The maintenance in the use of plants for foods can be related to a few species or for several plants, even when other adaptation processes are in place, such as incorporation, replacement, or loss (see examples in Table 1).

Table 1 Examples of maintenance in the use of plant foods after migration; references are in brackets

Abandonment and replacement are the most difficult adaptations to track in adaptations of migrants. In some cases, the migration time was too far to have good testimonies of abandonment [64], in others the authors suspect abandonment but with no strong evidence to define which plants were abandoned precisely. For example, a considerable amount of African knowledge was probably lost in Suriname after the African diaspora [26]. In Italy, Slavic people probably abandoned 38 plant species [65], but there are limitations to ensuring the occurrence of this process. Afghan refugees in Pakistan remembered at least 15 plants due to past use in Afghanistan, after four decades of living in a new environment; and yet they could not identify precisely, two taxa could be Polygonum sp. and Allium rosenbachianum Regel [73].

Table 2 shows examples of possible abandonments of plants used for food after the migration. In contrasting environments, the lack of availability of some species is directly related to their abandonment, such as in the probable case of mushrooms among Polish migrants in Argentina [62] and some plant ingredients for Andean migrants in lowland Argentina [56]. The abandonment of foraging practices [31, 35] also contributed to the abandonment of plants, as well as the acculturation process, which is not exclusive to migrant groups as observed in a multicultural context in Georgia [74].

Table 2 Examples of abandonment in the use of plant foods after migration; references are in brackets

In the literature, we found a few examples of replacements of plant food species after migrations (Table 3).

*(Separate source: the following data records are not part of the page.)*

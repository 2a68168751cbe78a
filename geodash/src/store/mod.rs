//! Record stores
//!
//! [`RecordStore`] is the one capability interface the resolver talks to.
//! The backend is picked once, from configuration, by [`open_store`]:
//!
//! - [`SqliteStore`]: single-file embedded store with an R*Tree spatial index
//!   and a tantivy name index
//! - `PostgresStore` (feature `postgres`): PostGIS + pg_trgm over a pooled
//!   connection set
//!
//! Candidate retrieval returns records in no particular order; ranking is the
//! resolver's job.

pub mod indexer;
#[cfg(feature = "postgres")]
pub mod postgres;
pub mod sqlite;

use std::sync::Arc;
use thiserror::Error;

use crate::config::{DatabaseConfig, GeoDashConfig};
use crate::models::{
    CountrySummary, GeoPoint, NearbyPlace, PlaceId, PlaceRecord, StateSummary, StoreStats,
};
use crate::pool::PoolError;

#[cfg(feature = "postgres")]
pub use postgres::PostgresStore;
pub use sqlite::SqliteStore;

#[derive(Error, Debug)]
pub enum StoreError {
    #[error("SQLite error: {0}")]
    Sqlite(#[from] rusqlite::Error),
    #[error("PostgreSQL error: {0}")]
    Postgres(String),
    #[error(transparent)]
    Pool(#[from] PoolError),
    #[error("Index error: {0}")]
    Index(#[from] indexer::IndexerError),
    #[error("IO error: {0}")]
    Io(#[from] std::io::Error),
    /// (backend, operation)
    #[error("{1} is not supported by the {0} store")]
    Unsupported(&'static str, &'static str),
    #[error("{0}")]
    Backend(String),
}

pub type StoreResult<T> = Result<T, StoreError>;

#[cfg(feature = "postgres")]
impl From<::postgres::Error> for StoreError {
    fn from(e: ::postgres::Error) -> Self {
        StoreError::Postgres(e.to_string())
    }
}

/// Coarse retrieval request.
#[derive(Debug, Clone, PartialEq, Eq)]
pub struct CandidateQuery {
    /// Folded query text
    pub text: String,
    /// Upper-cased ISO2 country restriction
    pub country: Option<String>,
    /// Upper bound on records returned
    pub limit: usize,
    /// Whether callers will score with edit distance (wider recall) or by prefix
    pub fuzzy: bool,
}

/// Result of a bulk load: rows written plus rows rejected with the reason.
#[derive(Debug, Clone, Default, PartialEq, Eq)]
pub struct LoadOutcome {
    pub loaded: usize,
    pub failed: Vec<(PlaceId, String)>,
}

/// Storage backend contract. Implementations are blocking and thread-safe;
/// the resolver calls them from blocking worker threads.
pub trait RecordStore: Send + Sync {
    /// Short backend name for logs and stats
    fn backend(&self) -> &'static str;

    /// Index-assisted narrowing for a text query, at most `query.limit` records.
    fn candidates(&self, query: &CandidateQuery) -> StoreResult<Vec<PlaceRecord>>;

    /// Records within `radius_km` of `center`, nearest first, at most `limit`.
    fn nearby(&self, center: GeoPoint, radius_km: f64, limit: usize)
        -> StoreResult<Vec<NearbyPlace>>;

    fn get(&self, id: PlaceId) -> StoreResult<Option<PlaceRecord>>;

    /// Countries with their record counts, sorted by name
    fn countries(&self) -> StoreResult<Vec<CountrySummary>>;

    /// States of a country (matched by code or name), sorted by name
    fn states(&self, country: &str) -> StoreResult<Vec<StateSummary>>;

    /// Places in a state (code or name) of a country (code or name), sorted by name
    fn cities_in_state(&self, state: &str, country: &str) -> StoreResult<Vec<PlaceRecord>>;

    fn stats(&self) -> StoreResult<StoreStats>;

    /// Upsert rows by id. Rows that fail are reported, not fatal.
    fn bulk_load(&self, rows: &[PlaceRecord]) -> StoreResult<LoadOutcome>;

    /// Whether [`nearby`](Self::nearby) is available
    fn supports_spatial(&self) -> bool;
}

/// Row checks shared by every backend's bulk load.
pub(crate) fn check_row(row: &PlaceRecord) -> Result<(), String> {
    if row.name.trim().is_empty() {
        return Err("empty name".into());
    }
    if row.country_code.trim().len() != 2 {
        return Err(format!("bad country code {:?}", row.country_code));
    }
    if !row.location().is_valid() {
        return Err(format!(
            "invalid coordinates ({}, {})",
            row.latitude, row.longitude
        ));
    }
    Ok(())
}

/// Open the backend named by the configuration.
pub fn open_store(config: &GeoDashConfig) -> StoreResult<Arc<dyn RecordStore>> {
    match &config.database {
        DatabaseConfig::Sqlite { .. } => Ok(Arc::new(SqliteStore::open(config)?)),
        #[cfg(feature = "postgres")]
        DatabaseConfig::Postgres { .. } => Ok(Arc::new(PostgresStore::open(config)?)),
        #[cfg(not(feature = "postgres"))]
        DatabaseConfig::Postgres { .. } => Err(StoreError::Unsupported("postgres", "open")),
    }
}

Replacement is associated with the incorporation of new species, which in a dynamic process can occur both with a linkage to the identitarian role of plant foods or dishes made with plant ingredients, or through the food delocalization and homogenization with the surrounding socio-cultural environment.

Table 3 Examples of replacement in the use of plant foods after migration; references are in brackets

Parallel with replacement, when people substitute plant species as ingredients or as foods, other incorporations are an expected adaptive process after people migrate, when different species are available in the source environment. For example, in Kenya, after rural to urban migration, people substituted wild leafy vegetables with cheap cabbage and kale; staples (yam, arrowroots, and sweet potatoes) with rice and potatoes; and millet and sorghum with maize; but they also added plants (e.g. Vigna subterranea (L.) Verdc.) to create new recipes [68].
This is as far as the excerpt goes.